* _Material supplied_:

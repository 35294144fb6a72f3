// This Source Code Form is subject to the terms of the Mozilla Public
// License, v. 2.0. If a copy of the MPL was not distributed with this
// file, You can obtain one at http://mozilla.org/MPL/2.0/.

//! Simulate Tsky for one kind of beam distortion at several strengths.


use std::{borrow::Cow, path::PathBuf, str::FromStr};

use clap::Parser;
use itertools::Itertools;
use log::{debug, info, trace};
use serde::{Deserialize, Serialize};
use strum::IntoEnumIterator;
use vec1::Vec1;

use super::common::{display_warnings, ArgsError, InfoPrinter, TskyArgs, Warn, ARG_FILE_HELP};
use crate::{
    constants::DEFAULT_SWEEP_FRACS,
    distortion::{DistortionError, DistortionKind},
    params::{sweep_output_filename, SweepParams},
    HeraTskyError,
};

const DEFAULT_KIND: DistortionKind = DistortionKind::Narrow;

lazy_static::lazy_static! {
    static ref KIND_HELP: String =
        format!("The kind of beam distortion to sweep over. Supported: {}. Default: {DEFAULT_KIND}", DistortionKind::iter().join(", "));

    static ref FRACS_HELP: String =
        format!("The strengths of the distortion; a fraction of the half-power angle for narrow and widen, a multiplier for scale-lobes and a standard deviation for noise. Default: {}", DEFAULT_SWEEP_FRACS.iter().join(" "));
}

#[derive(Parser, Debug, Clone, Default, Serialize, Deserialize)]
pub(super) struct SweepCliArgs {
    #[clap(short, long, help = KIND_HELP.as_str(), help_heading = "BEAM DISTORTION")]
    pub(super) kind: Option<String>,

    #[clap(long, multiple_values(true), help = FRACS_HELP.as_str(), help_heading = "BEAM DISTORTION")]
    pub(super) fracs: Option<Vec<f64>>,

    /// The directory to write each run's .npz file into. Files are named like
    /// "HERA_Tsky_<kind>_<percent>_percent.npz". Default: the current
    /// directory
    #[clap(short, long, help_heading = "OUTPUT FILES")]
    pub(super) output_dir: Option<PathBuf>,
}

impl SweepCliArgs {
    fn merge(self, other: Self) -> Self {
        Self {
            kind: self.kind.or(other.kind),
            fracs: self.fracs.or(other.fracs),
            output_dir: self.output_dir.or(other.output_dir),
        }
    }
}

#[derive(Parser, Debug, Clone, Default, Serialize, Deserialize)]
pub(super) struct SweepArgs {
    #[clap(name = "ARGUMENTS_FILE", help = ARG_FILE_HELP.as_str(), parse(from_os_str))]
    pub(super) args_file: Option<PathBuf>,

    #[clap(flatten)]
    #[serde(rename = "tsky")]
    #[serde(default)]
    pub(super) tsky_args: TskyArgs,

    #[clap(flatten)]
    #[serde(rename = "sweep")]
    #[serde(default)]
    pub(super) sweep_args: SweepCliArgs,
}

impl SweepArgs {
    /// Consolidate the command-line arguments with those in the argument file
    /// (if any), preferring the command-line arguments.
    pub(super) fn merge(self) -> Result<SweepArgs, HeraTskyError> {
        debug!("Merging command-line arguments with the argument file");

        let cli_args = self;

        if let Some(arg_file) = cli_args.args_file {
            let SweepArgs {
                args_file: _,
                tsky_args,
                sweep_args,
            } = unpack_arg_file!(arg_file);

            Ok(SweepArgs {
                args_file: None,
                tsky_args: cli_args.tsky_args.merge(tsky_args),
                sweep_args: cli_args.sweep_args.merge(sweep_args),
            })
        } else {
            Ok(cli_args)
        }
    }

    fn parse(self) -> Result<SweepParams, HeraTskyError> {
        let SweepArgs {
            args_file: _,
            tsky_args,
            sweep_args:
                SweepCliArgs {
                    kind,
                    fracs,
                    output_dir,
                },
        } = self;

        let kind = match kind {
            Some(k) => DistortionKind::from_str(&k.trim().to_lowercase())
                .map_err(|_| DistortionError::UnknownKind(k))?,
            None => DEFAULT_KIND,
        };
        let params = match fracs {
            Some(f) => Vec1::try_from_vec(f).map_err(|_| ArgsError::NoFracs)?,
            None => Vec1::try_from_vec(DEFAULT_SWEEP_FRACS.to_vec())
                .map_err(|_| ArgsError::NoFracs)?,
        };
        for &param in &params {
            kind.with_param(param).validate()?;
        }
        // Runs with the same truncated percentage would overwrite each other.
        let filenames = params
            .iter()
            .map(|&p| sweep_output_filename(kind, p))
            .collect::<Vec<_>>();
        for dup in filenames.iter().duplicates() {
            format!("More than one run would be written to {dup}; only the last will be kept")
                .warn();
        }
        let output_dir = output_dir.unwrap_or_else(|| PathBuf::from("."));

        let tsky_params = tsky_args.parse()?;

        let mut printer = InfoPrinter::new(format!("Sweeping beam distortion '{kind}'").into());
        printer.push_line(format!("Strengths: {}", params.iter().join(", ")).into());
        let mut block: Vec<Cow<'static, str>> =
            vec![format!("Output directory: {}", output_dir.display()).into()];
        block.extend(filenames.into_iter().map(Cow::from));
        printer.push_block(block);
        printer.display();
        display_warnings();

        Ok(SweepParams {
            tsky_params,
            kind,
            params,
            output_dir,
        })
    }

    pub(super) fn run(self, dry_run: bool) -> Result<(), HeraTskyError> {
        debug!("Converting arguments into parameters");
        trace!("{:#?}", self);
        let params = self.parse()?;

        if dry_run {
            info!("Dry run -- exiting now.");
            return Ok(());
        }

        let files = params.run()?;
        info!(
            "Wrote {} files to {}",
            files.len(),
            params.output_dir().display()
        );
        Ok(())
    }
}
...
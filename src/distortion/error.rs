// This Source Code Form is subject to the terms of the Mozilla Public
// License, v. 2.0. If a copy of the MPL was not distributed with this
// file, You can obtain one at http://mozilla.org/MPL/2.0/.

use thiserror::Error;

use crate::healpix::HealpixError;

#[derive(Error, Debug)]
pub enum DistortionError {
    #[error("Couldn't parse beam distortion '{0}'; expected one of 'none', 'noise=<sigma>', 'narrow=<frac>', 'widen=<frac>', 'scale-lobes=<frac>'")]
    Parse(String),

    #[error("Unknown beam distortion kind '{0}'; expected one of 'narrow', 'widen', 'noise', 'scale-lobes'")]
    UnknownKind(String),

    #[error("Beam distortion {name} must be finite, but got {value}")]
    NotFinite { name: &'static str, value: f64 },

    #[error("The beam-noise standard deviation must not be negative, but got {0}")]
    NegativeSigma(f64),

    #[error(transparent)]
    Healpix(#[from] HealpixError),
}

* _Problem description_: Say, as a single number and nothing more, how many lines of the entries contain the word "Some".

* _Answer space_: 3